Suppose that $K$ is an algebraic number field, i.e. a finite extension of $\mathbb Q$. It has a ring of integers $\mathcal O_K$ (the integral closure of $\mathbb Z$ in $K$). Suppose that there is a prime ideal $\wp \subset \mathcal O_K$ such that:

1. $p \in \wp,$ but $p \not\in \wp^2$.

2. The order of $\mathcal O_K/\wp = p.$ (Note that (1) implies in particular that $\wp \cap \mathbb Z = p \mathbb Z$, so that $\mathcal O_K/\wp$ is an extension of $\mathbb Z/p\mathbb Z$. We are now requiring that it in fact be the trivial extension.)

Then the number field $K$ embeds into $\mathbb Q_p$. The converse also holds.

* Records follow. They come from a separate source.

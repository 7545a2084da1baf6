//! Operation lifecycle observers.
//!
//! Defines [`Observer`] for reacting to an operation's lifecycle,
//! [`ObserverSet`] which fans notifications out to several observers in
//! addition order, and [`BlockObserver`] for closure-based hooks.

use std::fmt;
use std::sync::Arc;

use crate::error::OperationError;
use crate::operation::Operation;

/// Passive listener attached to an operation.
///
/// Observers hold no operation state of their own; they may perform side
/// effects such as maintaining a busy counter or forwarding produced
/// operations into a queue. Hooks are invoked synchronously on whichever task
/// drives the transition, so they should not block.
///
/// Used as `Arc<dyn Observer>`.
pub trait Observer: Send + Sync {
    /// Called right before the operation's work body starts.
    fn on_start(&self, _operation: &Operation) {}

    /// Called once, on the first `cancel()` before the operation finished.
    fn on_cancel(&self, _operation: &Operation) {}

    /// Called when the operation produces a new operation, either a condition
    /// dependency or one handed over by its work body.
    fn on_produce(&self, _operation: &Operation, _produced: &Operation) {}

    /// Called exactly once when the operation finishes, with its full error
    /// sequence (possibly empty).
    fn on_finish(&self, _operation: &Operation, _errors: &[OperationError]) {}
}

// ---------------------------------------------------------------------------
// ObserverSet
// ---------------------------------------------------------------------------

/// Ordered collection of observers that fans out every notification.
#[derive(Clone, Default)]
pub struct ObserverSet {
    observers: Vec<Arc<dyn Observer>>,
}

impl ObserverSet {
    /// Creates an empty set.
    #[must_use]
    pub fn new() -> Self {
        Self::default()
    }

    /// Appends an observer. Notifications follow insertion order.
    pub fn add(&mut self, observer: Arc<dyn Observer>) {
        self.observers.push(observer);
    }

    #[must_use]
    pub fn len(&self) -> usize {
        self.observers.len()
    }

    #[must_use]
    pub fn is_empty(&self) -> bool {
        self.observers.is_empty()
    }
}

impl fmt::Debug for ObserverSet {
    fn fmt(&self, f: &mut fmt::Formatter<'_>) -> fmt::Result {
        f.debug_struct("ObserverSet")
            .field("len", &self.observers.len())
            .finish()
    }
}

impl Observer for ObserverSet {
    fn on_start(&self, operation: &Operation) {
        for observer in &self.observers {
            observer.on_start(operation);
        }
    }

    fn on_cancel(&self, operation: &Operation) {
        for observer in &self.observers {
            observer.on_cancel(operation);
        }
    }

    fn on_produce(&self, operation: &Operation, produced: &Operation) {
        for observer in &self.observers {
            observer.on_produce(operation, produced);
        }
    }

    fn on_finish(&self, operation: &Operation, errors: &[OperationError]) {
        for observer in &self.observers {
            observer.on_finish(operation, errors);
        }
    }
}

// ---------------------------------------------------------------------------
// BlockObserver
// ---------------------------------------------------------------------------

type StartHook = Box<dyn Fn(&Operation) + Send + Sync>;
type ProduceHook = Box<dyn Fn(&Operation, &Operation) + Send + Sync>;
type FinishHook = Box<dyn Fn(&Operation, &[OperationError]) + Send + Sync>;

/// Observer built from optional closures.
///
/// ```
/// use conductor_core::BlockObserver;
///
/// let observer = BlockObserver::new()
///     .with_start(|op| println!("{} started", op.name()))
///     .with_finish(|op, errors| println!("{} finished with {} errors", op.name(), errors.len()));
/// # let _ = observer;
/// ```
#[derive(Default)]
pub struct BlockObserver {
    start: Option<StartHook>,
    cancel: Option<StartHook>,
    produce: Option<ProduceHook>,
    finish: Option<FinishHook>,
}

impl BlockObserver {
    #[must_use]
    pub fn new() -> Self {
        Self::default()
    }

    #[must_use]
    pub fn with_start(mut self, hook: impl Fn(&Operation) + Send + Sync + 'static) -> Self {
        self.start = Some(Box::new(hook));
        self
    }

    #[must_use]
    pub fn with_cancel(mut self, hook: impl Fn(&Operation) + Send + Sync + 'static) -> Self {
        self.cancel = Some(Box::new(hook));
        self
    }

    #[must_use]
    pub fn with_produce(
        mut self,
        hook: impl Fn(&Operation, &Operation) + Send + Sync + 'static,
    ) -> Self {
        self.produce = Some(Box::new(hook));
        self
    }

    #[must_use]
    pub fn with_finish(
        mut self,
        hook: impl Fn(&Operation, &[OperationError]) + Send + Sync + 'static,
    ) -> Self {
        self.finish = Some(Box::new(hook));
        self
    }
}

impl Observer for BlockObserver {
    fn on_start(&self, operation: &Operation) {
        if let Some(hook) = &self.start {
            hook(operation);
        }
    }

    fn on_cancel(&self, operation: &Operation) {
        if let Some(hook) = &self.cancel {
            hook(operation);
        }
    }

    fn on_produce(&self, operation: &Operation, produced: &Operation) {
        if let Some(hook) = &self.produce {
            hook(operation, produced);
        }
    }

    fn on_finish(&self, operation: &Operation, errors: &[OperationError]) {
        if let Some(hook) = &self.finish {
            hook(operation, errors);
        }
    }
}

// ---------------------------------------------------------------------------
// Tests
// ---------------------------------------------------------------------------

#[cfg(test)]
mod tests {
    use parking_lot::Mutex;

    use super::*;

    /// Observer that records every notification into a shared log.
    struct LoggingObserver {
        tag: &'static str,
        log: Arc<Mutex<Vec<String>>>,
    }

    impl Observer for LoggingObserver {
        fn on_start(&self, operation: &Operation) {
            self.log
                .lock()
                .push(format!("{}:start:{}", self.tag, operation.name()));
        }

        fn on_produce(&self, _operation: &Operation, produced: &Operation) {
            self.log
                .lock()
                .push(format!("{}:produce:{}", self.tag, produced.name()));
        }

        fn on_finish(&self, _operation: &Operation, errors: &[OperationError]) {
            self.log
                .lock()
                .push(format!("{}:finish:{}", self.tag, errors.len()));
        }
    }

    fn noop(name: &str) -> Operation {
        Operation::from_fn(name, |_ctx| async { Ok(()) })
    }

    #[test]
    fn set_fans_out_in_insertion_order() {
        let log = Arc::new(Mutex::new(Vec::new()));
        let mut set = ObserverSet::new();
        set.add(Arc::new(LoggingObserver { tag: "a", log: log.clone() }));
        set.add(Arc::new(LoggingObserver { tag: "b", log: log.clone() }));
        assert_eq!(set.len(), 2);

        let op = noop("op");
        set.on_start(&op);
        set.on_produce(&op, &noop("child"));
        set.on_finish(&op, &[OperationError::Cancelled]);

        assert_eq!(
            log.lock().clone(),
            vec![
                "a:start:op",
                "b:start:op",
                "a:produce:child",
                "b:produce:child",
                "a:finish:1",
                "b:finish:1",
            ]
        );
    }

    #[test]
    fn block_observer_ignores_missing_hooks() {
        let finished = Arc::new(Mutex::new(0usize));
        let counter = finished.clone();
        let observer = BlockObserver::new().with_finish(move |_, errors| {
            *counter.lock() += errors.len();
        });

        let op = noop("op");
        observer.on_start(&op);
        observer.on_cancel(&op);
        observer.on_finish(&op, &[OperationError::Cancelled, OperationError::Cancelled]);
        assert_eq!(*finished.lock(), 2);
    }

    #[test]
    fn block_observer_hooks_fire_through_trait() {
        let log = Arc::new(Mutex::new(Vec::new()));
        let (start, cancel, produce, finish) = (log.clone(), log.clone(), log.clone(), log.clone());
        let observer = BlockObserver::new()
            .with_start(move |_| start.lock().push("start"))
            .with_cancel(move |_| cancel.lock().push("cancel"))
            .with_produce(move |_, _| produce.lock().push("produce"))
            .with_finish(move |_, _| finish.lock().push("finish"));

        let op = noop("op");
        let as_observer: &dyn Observer = &observer;
        as_observer.on_start(&op);
        as_observer.on_cancel(&op);
        as_observer.on_produce(&op, &noop("child"));
        as_observer.on_finish(&op, &[]);
        assert_eq!(log.lock().clone(), vec!["start", "cancel", "produce", "finish"]);
    }
}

So if you want to know whether you can solve the equation $f(x) = 0$ in $\mathbb Q_p$ (where $f(x)$ is some irreducible polynomial in $\mathbb Q[x]$), then set $K = \mathbb Q[x]/f(x)$ and apply this criterion. This is easiest to do when $f(x)$ has integral coefficients, and remains separable when reduced mod $p$ (something that you can check by computing the discriminant and seeing whether or not it is divisible by $p$), because in this case the criterion is equivalent to asking that $f(x)$ have a root mod $p$.

Incidentally, there are many $f(x)$ that satisfy this criterion (because, among other things, the algebraic closure of $\mathbb Q$ in $\mathbb Q_p$ has infinite degree over $\mathbb Q$), but there are also many $f(x)$ that don't.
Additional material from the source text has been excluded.